Hot Topic: Can We Change An Outcome?
How many times have you had something happen and you've wished, "If I could just go back and redo that (or not do that), things would be so much better"?
When we have thoughts like this, it's usually because the event that occurred produced a result we didn't like. Because we didn't like the outcome, we may have negative thoughts and emotions about the event and situation (including people) that were involved with the event.
Let's put this into softball terms. You find yourself in a pressure situation during a game. It's a close game, and runners are in scoring position. Whether you're pitching, hitting, or playing defense in that moment, you know your team either needs to score to win (offense) or stop the runs (defense). And you fail. You don't get the job done, or your team isn't successful. Maybe you made an error, missed a sign, or maybe you threw to the wrong bag.
After, you spend longer than you should replaying the event and wishing you could go back and change it. Every time you remember the event, you have negative emotions (e.g., regret, sadness, embarrassment, etc.).

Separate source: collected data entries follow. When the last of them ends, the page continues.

//! # Money Module
//!
//! Monetary values as integer cents.
//!
//! ## Why Integer Money?
//! ```text
//! ┌──────────────────────────────────────────────────────────────┐
//! │  THE FLOATING POINT PROBLEM                                  │
//! │                                                              │
//! │  0.1 + 0.2 = 0.30000000000000004  ❌                         │
//! │                                                              │
//! │  OUR SOLUTION: integer cents                                 │
//! │  10.99 is stored as 1099; every column, every calculation,   │
//! │  every API value is cents. Only a UI converts for display.   │
//! └──────────────────────────────────────────────────────────────┘
//! ```
//!
//! ## Usage
//! ```rust
//! use shop_core::money::Money;
//!
//! let price = Money::from_cents(1099);
//! let total = price * 3;
//! assert_eq!(total.cents(), 3297);
//! ```

use serde::{Deserialize, Serialize};
use std::fmt;
use std::iter::Sum;
use std::ops::{Add, AddAssign, Mul, Sub, SubAssign};

// =============================================================================
// Money Type
// =============================================================================

/// A monetary value in the smallest currency unit.
///
/// ## Design Decisions
/// - **i64 (signed)**: discounts and adjustments can be negative
/// - **Single-field tuple struct**: zero-cost wrapper over i64
#[derive(
    Debug, Clone, Copy, Default, PartialEq, Eq, PartialOrd, Ord, Hash, Serialize, Deserialize,
)]
#[serde(transparent)]
pub struct Money(i64);

impl Money {
    /// Creates a Money value from cents.
    ///
    /// ## Example
    /// ```rust
    /// use shop_core::money::Money;
    ///
    /// let price = Money::from_cents(1099); // 10.99
    /// assert_eq!(price.cents(), 1099);
    /// ```
    #[inline]
    pub const fn from_cents(cents: i64) -> Self {
        Money(cents)
    }

    /// Creates a Money value from major and minor units.
    ///
    /// For negative amounts only the major unit carries the sign:
    /// `from_major_minor(-5, 50)` is -5.50.
    #[inline]
    pub const fn from_major_minor(major: i64, minor: i64) -> Self {
        if major < 0 {
            Money(major * 100 - minor)
        } else {
            Money(major * 100 + minor)
        }
    }

    /// Returns the value in cents.
    #[inline]
    pub const fn cents(&self) -> i64 {
        self.0
    }

    /// Returns the number of whole currency units, truncated toward zero.
    #[inline]
    pub const fn whole_units(&self) -> i64 {
        self.0 / 100
    }

    /// Zero amount.
    #[inline]
    pub const fn zero() -> Self {
        Money(0)
    }

    /// Checks whether the amount is zero.
    #[inline]
    pub const fn is_zero(&self) -> bool {
        self.0 == 0
    }

    /// Checks whether the amount is negative.
    #[inline]
    pub const fn is_negative(&self) -> bool {
        self.0 < 0
    }
}

// =============================================================================
// Arithmetic
// =============================================================================

impl Add for Money {
    type Output = Money;

    fn add(self, rhs: Money) -> Money {
        Money(self.0 + rhs.0)
    }
}

impl AddAssign for Money {
    fn add_assign(&mut self, rhs: Money) {
        self.0 += rhs.0;
    }
}

impl Sub for Money {
    type Output = Money;

    fn sub(self, rhs: Money) -> Money {
        Money(self.0 - rhs.0)
    }
}

impl SubAssign for Money {
    fn sub_assign(&mut self, rhs: Money) {
        self.0 -= rhs.0;
    }
}

impl Mul<i64> for Money {
    type Output = Money;

    fn mul(self, rhs: i64) -> Money {
        Money(self.0 * rhs)
    }
}

impl Sum for Money {
    fn sum<I: Iterator<Item = Money>>(iter: I) -> Money {
        Money(iter.map(|m| m.0).sum())
    }
}

impl fmt::Display for Money {
    /// Formats as `major.minor`, e.g. `10.99` or `-5.50`.
    fn fmt(&self, f: &mut fmt::Formatter<'_>) -> fmt::Result {
        let sign = if self.0 < 0 { "-" } else { "" };
        let abs = self.0.abs();
        write!(f, "{}{}.{:02}", sign, abs / 100, abs % 100)
    }
}

// =============================================================================
// Loyalty Rule
// =============================================================================

/// Loyalty points accrued by a completed purchase: one point per ten whole
/// currency units, truncated.
///
/// ## Example
/// ```rust
/// use shop_core::money::{loyalty_points_for, Money};
///
/// assert_eq!(loyalty_points_for(Money::from_cents(10_000)), 10); // 100.00
/// assert_eq!(loyalty_points_for(Money::from_cents(9_999)), 9);
/// ```
#[inline]
pub const fn loyalty_points_for(total: Money) -> i64 {
    total.whole_units() / 10
}

// =============================================================================
// Unit Tests
// =============================================================================

#[cfg(test)]
mod tests {
    use super::*;

    #[test]
    fn test_from_major_minor() {
        assert_eq!(Money::from_major_minor(10, 99).cents(), 1099);
        assert_eq!(Money::from_major_minor(-5, 50).cents(), -550);
    }

    #[test]
    fn test_arithmetic() {
        let a = Money::from_cents(1099);
        let b = Money::from_cents(500);

        assert_eq!((a + b).cents(), 1599);
        assert_eq!((a - b).cents(), 599);
        assert_eq!((a * 3).cents(), 3297);

        let total: Money = [a, b, b].into_iter().sum();
        assert_eq!(total.cents(), 2099);
    }

    #[test]
    fn test_display() {
        assert_eq!(Money::from_cents(1099).to_string(), "10.99");
        assert_eq!(Money::from_cents(5).to_string(), "0.05");
        assert_eq!(Money::from_cents(-550).to_string(), "-5.50");
    }

    #[test]
    fn test_loyalty_points() {
        assert_eq!(loyalty_points_for(Money::from_cents(0)), 0);
        assert_eq!(loyalty_points_for(Money::from_cents(999)), 0);
        assert_eq!(loyalty_points_for(Money::from_cents(1_000)), 1);
        assert_eq!(loyalty_points_for(Money::from_cents(10_000)), 10);
        assert_eq!(loyalty_points_for(Money::from_cents(10_999)), 10);
    }
}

Now I ask you, is it possible to go back and change the event? Let me make this easy. No, it is not. We can't change the past. But we can change our perception of the event, which can lead to a change in our perception of the outcome. Let's learn a little more about why you think negatively about failed events so we can learn how to change our perception.
Conditioned Responses
Did you realize that every time you have a negative emotion or thought about a certain event, you have most likely conditioned that response to all future similar events? For example, if I were up to bat in a bases-loaded situation and I struck out, I may feel embarrassed or disappointed in myself. In the future, each time I find myself in a bases load situation (or even think about one), I may get anxious and uncomfortable. I may doubt my ability to succeed in this situation. I am connecting the first failed attempt to all future attempts.

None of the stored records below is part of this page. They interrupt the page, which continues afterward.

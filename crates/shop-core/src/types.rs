//! # Domain Types
//!
//! Entity records for the shop management store.
//!
//! ## Type Hierarchy
//! ```text
//! ┌──────────────────────────────────────────────────────────────┐
//! │                       Domain Types                           │
//! │                                                              │
//! │  ┌──────────────┐  ┌──────────────┐  ┌──────────────┐        │
//! │  │   Product    │  │   Customer   │  │   Supplier   │        │
//! │  │ ──────────── │  │ ──────────── │  │ ──────────── │        │
//! │  │ id (i64)     │  │ id (i64)     │  │ id (i64)     │        │
//! │  │ barcode (UQ) │  │ phone (UQ)   │  │ payment_terms│        │
//! │  │ stock levels │  │ loyalty pts  │  │ balances     │        │
//! │  └──────────────┘  └──────────────┘  └──────────────┘        │
//! │                                                              │
//! │  ┌──────────────┐  ┌──────────────┐  ┌──────────────┐        │
//! │  │     Sale     │──│   SaleItem   │  │   Service    │        │
//! │  │ header row   │  │ line rows    │  │ recharge /   │        │
//! │  │              │  │ (cascade)    │  │ bill payment │        │
//! │  └──────────────┘  └──────────────┘  └──────────────┘        │
//! └──────────────────────────────────────────────────────────────┘
//! ```
//!
//! Every stored row pairs with a `New*` payload struct: the payload is what
//! callers hand to the store (validated at the boundary), the row is what
//! comes back with the surrogate id and timestamps filled in.

use chrono::{DateTime, Utc};
use serde::{Deserialize, Serialize};

use crate::money::Money;

// =============================================================================
// Enums
// =============================================================================

/// The status of a sale. Stored as snake_case TEXT.
#[derive(Debug, Clone, Copy, Default, PartialEq, Eq, Serialize, Deserialize)]
#[cfg_attr(feature = "sqlx", derive(sqlx::Type))]
#[cfg_attr(feature = "sqlx", sqlx(rename_all = "snake_case"))]
#[serde(rename_all = "snake_case")]
pub enum SaleStatus {
    /// Paid and finalized. Every recorded sale starts here.
    #[default]
    Completed,
    /// Awaiting payment or pickup.
    Pending,
    /// Cancelled after recording.
    Cancelled,
}

/// How a sale was paid.
#[derive(Debug, Clone, Copy, PartialEq, Eq, Serialize, Deserialize)]
#[cfg_attr(feature = "sqlx", derive(sqlx::Type))]
#[cfg_attr(feature = "sqlx", sqlx(rename_all = "snake_case"))]
#[serde(rename_all = "snake_case")]
pub enum PaymentMethod {
    Cash,
    Card,
    BankTransfer,
}

/// Kind of over-the-counter service rendered.
#[derive(Debug, Clone, Copy, PartialEq, Eq, Serialize, Deserialize)]
#[cfg_attr(feature = "sqlx", derive(sqlx::Type))]
#[cfg_attr(feature = "sqlx", sqlx(rename_all = "snake_case"))]
#[serde(rename_all = "snake_case")]
pub enum ServiceType {
    /// Prepaid mobile credit top-up.
    MobileRecharge,
    /// Utility or telecom bill payment.
    BillPayment,
}

/// Outcome of a service transaction.
#[derive(Debug, Clone, Copy, Default, PartialEq, Eq, Serialize, Deserialize)]
#[cfg_attr(feature = "sqlx", derive(sqlx::Type))]
#[cfg_attr(feature = "sqlx", sqlx(rename_all = "snake_case"))]
#[serde(rename_all = "snake_case")]
pub enum ServiceStatus {
    #[default]
    Completed,
    Pending,
    Failed,
}

// =============================================================================
// Product
// =============================================================================

/// A product in the catalog.
#[derive(Debug, Clone, Serialize, Deserialize)]
#[cfg_attr(feature = "sqlx", derive(sqlx::FromRow))]
pub struct Product {
    /// Surrogate identifier assigned at insertion.
    pub id: i64,

    /// Display name.
    pub name: String,

    pub brand: Option<String>,
    pub model: Option<String>,
    pub category: Option<String>,

    /// Selling price in cents.
    pub price_cents: i64,

    /// Acquisition cost in cents, for margin reporting.
    pub cost_cents: Option<i64>,

    /// Units on hand. Only a recorded sale decrements this.
    pub stock_quantity: i64,

    /// Threshold for the low-stock signal.
    pub min_stock_level: i64,

    /// Scannable barcode; unique across the catalog when present.
    pub barcode: Option<String>,

    pub description: Option<String>,

    pub created_at: DateTime<Utc>,
    pub updated_at: DateTime<Utc>,
}

impl Product {
    /// Returns the selling price as Money.
    #[inline]
    pub fn price(&self) -> Money {
        Money::from_cents(self.price_cents)
    }

    /// Returns the acquisition cost as Money, if recorded.
    #[inline]
    pub fn cost(&self) -> Option<Money> {
        self.cost_cents.map(Money::from_cents)
    }

    /// Low stock: stock on hand has fallen to or below the configured
    /// minimum level.
    #[inline]
    pub fn is_low_stock(&self) -> bool {
        self.stock_quantity <= self.min_stock_level
    }
}

/// Payload for inserting or fully updating a product.
#[derive(Debug, Clone, Serialize, Deserialize)]
pub struct NewProduct {
    pub name: String,
    pub brand: Option<String>,
    pub model: Option<String>,
    pub category: Option<String>,
    pub price_cents: i64,
    pub cost_cents: Option<i64>,
    pub stock_quantity: i64,
    pub min_stock_level: i64,
    pub barcode: Option<String>,
    pub description: Option<String>,
}

impl NewProduct {
    /// Creates a payload with the schema defaults: zero stock, minimum
    /// stock level of 5, everything else unset.
    pub fn new(name: impl Into<String>, price_cents: i64) -> Self {
        NewProduct {
            name: name.into(),
            brand: None,
            model: None,
            category: None,
            price_cents,
            cost_cents: None,
            stock_quantity: 0,
            min_stock_level: 5,
            barcode: None,
            description: None,
        }
    }
}

// =============================================================================
// Customer
// =============================================================================

/// A customer in the loyalty roster.
#[derive(Debug, Clone, Serialize, Deserialize)]
#[cfg_attr(feature = "sqlx", derive(sqlx::FromRow))]
pub struct Customer {
    pub id: i64,
    pub name: String,

    /// Unique contact number; doubles as the lookup key at the counter.
    pub phone: String,

    pub email: Option<String>,
    pub address: Option<String>,
    pub city: Option<String>,

    /// Running sum of completed purchases, in cents. Monotonically
    /// non-decreasing; only `record` on the sale repository touches it.
    pub total_purchases_cents: i64,

    /// Accrued loyalty points. Monotonically non-decreasing.
    pub loyalty_points: i64,

    pub notes: Option<String>,
    pub created_at: DateTime<Utc>,
    pub updated_at: DateTime<Utc>,
}
//! # Product Repository
//!
//! Catalog operations: insert, full-row update, filtered search, and the
//! low-stock report.
//!
//! ## Search
//! ```text
//! ┌──────────────────────────────────────────────────────────────┐
//! │  search("gal", "phones")                                     │
//! │       │                                                      │
//! │       ▼                                                      │
//! │  WHERE (name LIKE %gal% OR brand LIKE %gal%                  │
//! │         OR model LIKE %gal% OR barcode LIKE %gal%)           │
//! │    AND category = 'phones'                                   │
//! │  ORDER BY name                                               │
//! │                                                              │
//! │  Either filter may be empty; empty means "no filter".        │
//! │  LIKE is case-insensitive for the ASCII range.               │
//! └──────────────────────────────────────────────────────────────┘
//! ```

use chrono::Utc;
use sqlx::SqlitePool;
use tracing::debug;

use crate::error::StoreResult;
use shop_core::validation::validate_product;
use shop_core::{NewProduct, Product};

const PRODUCT_COLUMNS: &str = "id, name, brand, model, category, price_cents, cost_cents, \
     stock_quantity, min_stock_level, barcode, description, created_at, updated_at";

/// Repository for product operations.
#[derive(Debug, Clone)]
pub struct ProductRepository {
    pool: SqlitePool,
}

impl ProductRepository {
    /// Creates a new ProductRepository.
    pub fn new(pool: SqlitePool) -> Self {
        ProductRepository { pool }
    }

    /// Inserts a new product and returns its assigned id.
    ///
    /// ## Errors
    /// * `StoreError::Validation` - malformed payload
    /// * `StoreError::UniqueViolation` - barcode already in the catalog
    pub async fn insert(&self, payload: &NewProduct) -> StoreResult<i64> {
        validate_product(payload)?;

        debug!(name = %payload.name, "inserting product");

        let now = Utc::now();
        let result = sqlx::query(
            r#"
            INSERT INTO products (
                name, brand, model, category, price_cents, cost_cents,
                stock_quantity, min_stock_level, barcode, description,
                created_at, updated_at
            ) VALUES (?1, ?2, ?3, ?4, ?5, ?6, ?7, ?8, ?9, ?10, ?11, ?12)
            "#,
        )
        .bind(&payload.name)
        .bind(&payload.brand)
        .bind(&payload.model)
        .bind(&payload.category)
        .bind(payload.price_cents)
        .bind(payload.cost_cents)
        .bind(payload.stock_quantity)
        .bind(payload.min_stock_level)
        .bind(&payload.barcode)
        .bind(&payload.description)
        .bind(now)
        .bind(now)
        .execute(&self.pool)
        .await?;

        Ok(result.last_insert_rowid())
    }

    /// Fully updates a product row.
    ///
    /// Returns whether a row was actually affected; `false` means the id
    /// is absent, which callers report as "not found" rather than an
    /// error.
    pub async fn update(&self, id: i64, payload: &NewProduct) -> StoreResult<bool> {
        validate_product(payload)?;

        debug!(id, "updating product");

        let now = Utc::now();
        let result = sqlx::query(
            r#"
            UPDATE products SET
                name = ?2, brand = ?3, model = ?4, category = ?5,
                price_cents = ?6, cost_cents = ?7, stock_quantity = ?8,
                min_stock_level = ?9, barcode = ?10, description = ?11,
                updated_at = ?12
            WHERE id = ?1
            "#,
        )
        .bind(id)
        .bind(&payload.name)
        .bind(&payload.brand)
        .bind(&payload.model)
        .bind(&payload.category)
        .bind(payload.price_cents)
        .bind(payload.cost_cents)
        .bind(payload.stock_quantity)
        .bind(payload.min_stock_level)
        .bind(&payload.barcode)
        .bind(&payload.description)
        .bind(now)
        .execute(&self.pool)
        .await?;

        Ok(result.rows_affected() > 0)
    }

    /// Gets a product by id.
    pub async fn get(&self, id: i64) -> StoreResult<Option<Product>> {
        let sql = format!("SELECT {PRODUCT_COLUMNS} FROM products WHERE id = ?1");
        let product = sqlx::query_as::<_, Product>(&sql)
            .bind(id)
            .fetch_optional(&self.pool)
            .await?;

        Ok(product)
    }

    /// Searches the catalog.
    ///
    /// `term` matches as a case-insensitive substring against name, brand,
    /// model, or barcode; `category` filters by exact match. Either filter
    /// is skipped when empty. Results are ordered by name.
    pub async fn search(&self, term: &str, category: &str) -> StoreResult<Vec<Product>> {
        let term = term.trim();
        let category = category.trim();

        debug!(term, category, "searching products");

        let mut sql = format!("SELECT {PRODUCT_COLUMNS} FROM products WHERE 1=1");
        if !term.is_empty() {
            sql.push_str(
                " AND (name LIKE ? OR brand LIKE ? OR model LIKE ? OR barcode LIKE ?)",
            );
        }
        if !category.is_empty() {
            sql.push_str(" AND category = ?");
        }
        sql.push_str(" ORDER BY name");

        let mut query = sqlx::query_as::<_, Product>(&sql);
        if !term.is_empty() {
            let pattern = format!("%{term}%");
            for _ in 0..4 {
                query = query.bind(pattern.clone());
            }
        }
        if !category.is_empty() {
            query = query.bind(category);
        }

        let products = query.fetch_all(&self.pool).await?;

        debug!(count = products.len(), "search returned products");
        Ok(products)
    }

    /// Products whose stock has fallen to or below their minimum level,
    /// most depleted first.
    pub async fn low_stock(&self) -> StoreResult<Vec<Product>> {
        let sql = format!(
            "SELECT {PRODUCT_COLUMNS} FROM products \
             WHERE stock_quantity <= min_stock_level \
             ORDER BY stock_quantity ASC"
        );
        let products = sqlx::query_as::<_, Product>(&sql)
            .fetch_all(&self.pool)
            .await?;

        Ok(products)
    }

    /// Counts catalog rows (for diagnostics and tests).
    pub async fn count(&self) -> StoreResult<i64> {
        let count: i64 = sqlx::query_scalar("SELECT COUNT(*) FROM products")
            .fetch_one(&self.pool)
            .await?;

        Ok(count)
    }
}

// =============================================================================
// Unit Tests
// =============================================================================

#[cfg(test)]
mod tests {
    use super::*;
    use crate::error::StoreError;
    use crate::testing;

    fn phone(name: &str, category: &str, stock: i64, barcode: Option<&str>) -> NewProduct {
        let mut p = NewProduct::new(name, 49_900);
        p.category = Some(category.to_string());
        p.stock_quantity = stock;
        p.barcode = barcode.map(str::to_string);
        p
    }

    #[tokio::test]
    async fn test_insert_and_get() {
        let store = testing::store().await;
        let repo = store.products();

        let mut payload = phone("Galaxy A16", "phones", 10, Some("6291041500213"));
        payload.brand = Some("Samsung".to_string());

        let id = repo.insert(&payload).await.unwrap();
        let product = repo.get(id).await.unwrap().unwrap();

        assert_eq!(product.name, "Galaxy A16");
        assert_eq!(product.brand.as_deref(), Some("Samsung"));
        assert_eq!(product.stock_quantity, 10);
        assert_eq!(product.min_stock_level, 5);
    }

    #[tokio::test]
    async fn test_search_matches_name_brand_model_barcode() {
        let store = testing::store().await;
        let repo = store.products();

        let mut a = phone("Galaxy A16", "phones", 10, Some("111"));
        a.brand = Some("Samsung".to_string());
        let mut b = phone("Redmi 13", "phones", 4, Some("222"));
        b.model = Some("23124RA7EO".to_string());
        let c = phone("USB-C Cable", "accessories", 50, Some("333"));

        repo.insert(&a).await.unwrap();
        repo.insert(&b).await.unwrap();
        repo.insert(&c).await.unwrap();

        // Case-insensitive name substring.
        let hits = repo.search("galaxy", "").await.unwrap();
        assert_eq!(hits.len(), 1);
        assert_eq!(hits[0].name, "Galaxy A16");

        // Brand, model, and barcode all match too.
        assert_eq!(repo.search("samsung", "").await.unwrap().len(), 1);
        assert_eq!(repo.search("23124", "").await.unwrap().len(), 1);
        assert_eq!(repo.search("333", "").await.unwrap().len(), 1);

        // Category filter is exact; both filters compose.
        assert_eq!(repo.search("", "phones").await.unwrap().len(), 2);
        assert_eq!(repo.search("redmi", "phones").await.unwrap().len(), 1);
        assert_eq!(repo.search("redmi", "accessories").await.unwrap().len(), 0);

        // Empty filters return everything, ordered by name.
        let all = repo.search("", "").await.unwrap();
        assert_eq!(all.len(), 3);
        assert_eq!(all[0].name, "Galaxy A16");
        assert_eq!(all[2].name, "USB-C Cable");
    }

    #[tokio::test]
    async fn test_low_stock_set_and_ordering() {
        let store = testing::store().await;
        let repo = store.products();

        // stock <= min_stock_level(5) → low
        repo.insert(&phone("Depleted", "phones", 0, None)).await.unwrap();
        repo.insert(&phone("At Threshold", "phones", 5, None)).await.unwrap();
        repo.insert(&phone("Running Low", "phones", 2, None)).await.unwrap();
        repo.insert(&phone("Healthy", "phones", 40, None)).await.unwrap();

        let low = repo.low_stock().await.unwrap();

        let names: Vec<&str> = low.iter().map(|p| p.name.as_str()).collect();
        assert_eq!(names, vec!["Depleted", "Running Low", "At Threshold"]);
        assert!(low.iter().all(|p| p.is_low_stock()));
    }

    #[tokio::test]
    async fn test_duplicate_barcode_rejected_without_side_effects() {
        let store = testing::store().await;
        let repo = store.products();

        repo.insert(&phone("Original", "phones", 10, Some("6291041500213")))
            .await
            .unwrap();
        let before = repo.count().await.unwrap();

        let err = repo
            .insert(&phone("Impostor", "phones", 10, Some("6291041500213")))
            .await
            .unwrap_err();

        assert!(err.is_unique_violation());
        assert_eq!(repo.count().await.unwrap(), before);
    }

    #[tokio::test]
    async fn test_update_reports_missing_row() {
        let store = testing::store().await;
        let repo = store.products();

        let id = repo.insert(&phone("Galaxy A16", "phones", 10, None)).await.unwrap();

        let mut changed = phone("Galaxy A16 128GB", "phones", 8, None);
        changed.price_cents = 52_900;

        assert!(repo.update(id, &changed).await.unwrap());
        let product = repo.get(id).await.unwrap().unwrap();
        assert_eq!(product.name, "Galaxy A16 128GB");
        assert_eq!(product.price_cents, 52_900);

        // Absent id affects no rows.
        assert!(!repo.update(9999, &changed).await.unwrap());
    }

    #[tokio::test]
    async fn test_insert_rejects_malformed_payload() {
        let store = testing::store().await;

        let err = store
            .products()
            .insert(&NewProduct::new("", 1_000))
            .await
            .unwrap_err();

        assert!(matches!(err, StoreError::Validation(_)));
    }
}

Hebb's rule (Calbet, 2018; Sejnowski & Tesauro, 1989) can help explain why you seem to attach a negative emotion to an unsuccessful event. The most straightforward explanation is that your brain has created a trigger for the event. The event involved negative emotions and caused certain parts of your brain to activate together. Now, each time a similar event happens (or you even think of it), those parts of your brain activate together (Calbet, 2019). This is why you may always feel doubt, be uncomfortable, and be anxious around an event that didn't go well for you in the past. To help, you have to decondition your triggers and train your brain to associate new triggers with the event so that you can be more productive or successful. One technique that can help is the E + R = O method.
Emotion + Response = Outcome
Remember, we can't change past events, however, we can change our perception of events. We change our perceptions by changing our response to events. It can be helpful to think of the acronym E + R = O or Emotions + Response = Outcome (Gallagher, n.d.).

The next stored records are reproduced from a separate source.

//! # Validation Module
//!
//! Payload validation run before anything reaches the store.
//!
//! ## Validation Layers
//! ```text
//! ┌──────────────────────────────────────────────────────────────┐
//! │  Layer 1: Caller (forms, scripts)                            │
//! │  └── immediate feedback, not trusted                         │
//! │           │                                                  │
//! │           ▼                                                  │
//! │  Layer 2: THIS MODULE                                        │
//! │  └── required fields, sign checks, length limits             │
//! │           │                                                  │
//! │           ▼                                                  │
//! │  Layer 3: SQLite                                             │
//! │  └── NOT NULL / UNIQUE / FOREIGN KEY constraints             │
//! └──────────────────────────────────────────────────────────────┘
//! ```
//!
//! Uniqueness is deliberately NOT checked here: a pre-check would race
//! with concurrent inserts, so duplicate barcodes and phones surface from
//! the store as a uniqueness-violation error instead.

use crate::error::{ValidationError, ValidationResult};
use crate::types::{NewCustomer, NewProduct, NewSale, NewSaleItem, NewService, NewSupplier};
use crate::MAX_NAME_LEN;

/// Validates a product payload.
///
/// ## Rules
/// - name required, at most [`MAX_NAME_LEN`] characters
/// - price non-negative; cost non-negative when present
/// - stock_quantity and min_stock_level non-negative
pub fn validate_product(payload: &NewProduct) -> ValidationResult<()> {
    validate_name("name", &payload.name)?;

    if payload.price_cents < 0 {
        return Err(ValidationError::MustNotBeNegative { field: "price" });
    }
    if matches!(payload.cost_cents, Some(c) if c < 0) {
        return Err(ValidationError::MustNotBeNegative { field: "cost" });
    }
    if payload.stock_quantity < 0 {
        return Err(ValidationError::MustNotBeNegative {
            field: "stock_quantity",
        });
    }
    if payload.min_stock_level < 0 {
        return Err(ValidationError::MustNotBeNegative {
            field: "min_stock_level",
        });
    }

    Ok(())
}

/// Validates a customer payload.
///
/// ## Rules
/// - name required
/// - phone required (it is the unique lookup key)
pub fn validate_customer(payload: &NewCustomer) -> ValidationResult<()> {
    validate_name("name", &payload.name)?;

    if payload.phone.trim().is_empty() {
        return Err(ValidationError::Required { field: "phone" });
    }

    Ok(())
}

/// Validates a supplier payload. Only the name is mandatory.
pub fn validate_supplier(payload: &NewSupplier) -> ValidationResult<()> {
    validate_name("name", &payload.name)
}

/// Validates a sale header and its line items.
///
/// ## Rules
/// - at least one line item
/// - total, discount, and tax non-negative
/// - every line quantity strictly positive, unit price non-negative
///
/// Stock sufficiency is NOT checked; the store decrements whatever the
/// lines say (see the sale repository).
pub fn validate_sale(sale: &NewSale, items: &[NewSaleItem]) -> ValidationResult<()> {
    if items.is_empty() {
        return Err(ValidationError::Required { field: "items" });
    }

    if sale.total_cents < 0 {
        return Err(ValidationError::MustNotBeNegative { field: "total" });
    }
    if sale.discount_cents < 0 {
        return Err(ValidationError::MustNotBeNegative { field: "discount" });
    }
    if sale.tax_cents < 0 {
        return Err(ValidationError::MustNotBeNegative { field: "tax" });
    }

    for item in items {
        if item.quantity <= 0 {
            return Err(ValidationError::MustBePositive { field: "quantity" });
        }
        if item.unit_price_cents < 0 {
            return Err(ValidationError::MustNotBeNegative { field: "unit_price" });
        }
    }

    Ok(())
}

/// Validates a service payload.
pub fn validate_service(payload: &NewService) -> ValidationResult<()> {
    if payload.amount_cents < 0 {
        return Err(ValidationError::MustNotBeNegative { field: "amount" });
    }
    if payload.commission_cents < 0 {
        return Err(ValidationError::MustNotBeNegative { field: "commission" });
    }

    Ok(())
}

fn validate_name(field: &'static str, value: &str) -> ValidationResult<()> {
    let value = value.trim();

    if value.is_empty() {
        return Err(ValidationError::Required { field });
    }
    if value.len() > MAX_NAME_LEN {
        return Err(ValidationError::TooLong {
            field,
            max: MAX_NAME_LEN,
        });
    }

    Ok(())
}

// =============================================================================
// Unit Tests
// =============================================================================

When an event happens, you will have emotions about the event, and you will make a choice about how you respond to that event. Your emotions (E) + your selected response (R) shape your perception of the outcome (O). This means the way you choose to respond in combination with how you're feeling, can seemingly alter the outcome (or your perception of the outcome).
Let's take the bases-loaded example again. Same situation: I struck out in a bases-loaded situation. I feel disappointed, upset, and all the things about my failed attempt. Here's where the E + R = O technique comes in handy. I can still feel how I feel about my failed attempt, but I can choose how I respond.
Let's say I choose to respond by staying upset with myself for days (even months). I beat myself up, and think I'm not very good at hitting. I'm shaping my perception of that one event's outcome to be one that creates a lot of negative emotions for me and my anxiety. I'm also conditioning triggers in my brain to think every bases-loaded situation is stressful and will have a negative outcome.
Now, let's look at a different choice in response. I still feel the way I feel about striking out, but I choose to respond by acknowledging that me striking out does not define how good a softball player I am, I examine the situation to see where I can work harder or differently, and I look forward to being put in another bases-loaded situation so I can get another attempt to succeed. With this option, I have shaped my perception of the outcome to be more of a learning experience that I can move forward from.
To conclude, you will never be able to change an event, but if you change your response to an event, you recondition the triggers in your brain and therefore change your perception of the outcome.
References
Calbet, J. (2019, January 10). NLP anchors or NLP anchoring: How and why do they work? NeuroQuotient.
Calbet, J. (2018, March 14). Hebb's rule with an analogy: Psychology and neuroscience. NeuroQuotient. https://neuroquotient.com/en/pshychology-and-neuroscience-hebb-principle-rule/
Gallagher, H. (n.d.). Event + Response = Outcome formula (E+R=O). MMC Learning. https://mmclearning.com/personal-growth-and-development-hub/event-response-outcome/
Sejnowski, T. J., & Tesauro, G. (1989). The Hebb rule for synaptic plasticity: Algorithms and implementations. In Neural Models of Plasticity (pp. 94-103). Academic Press.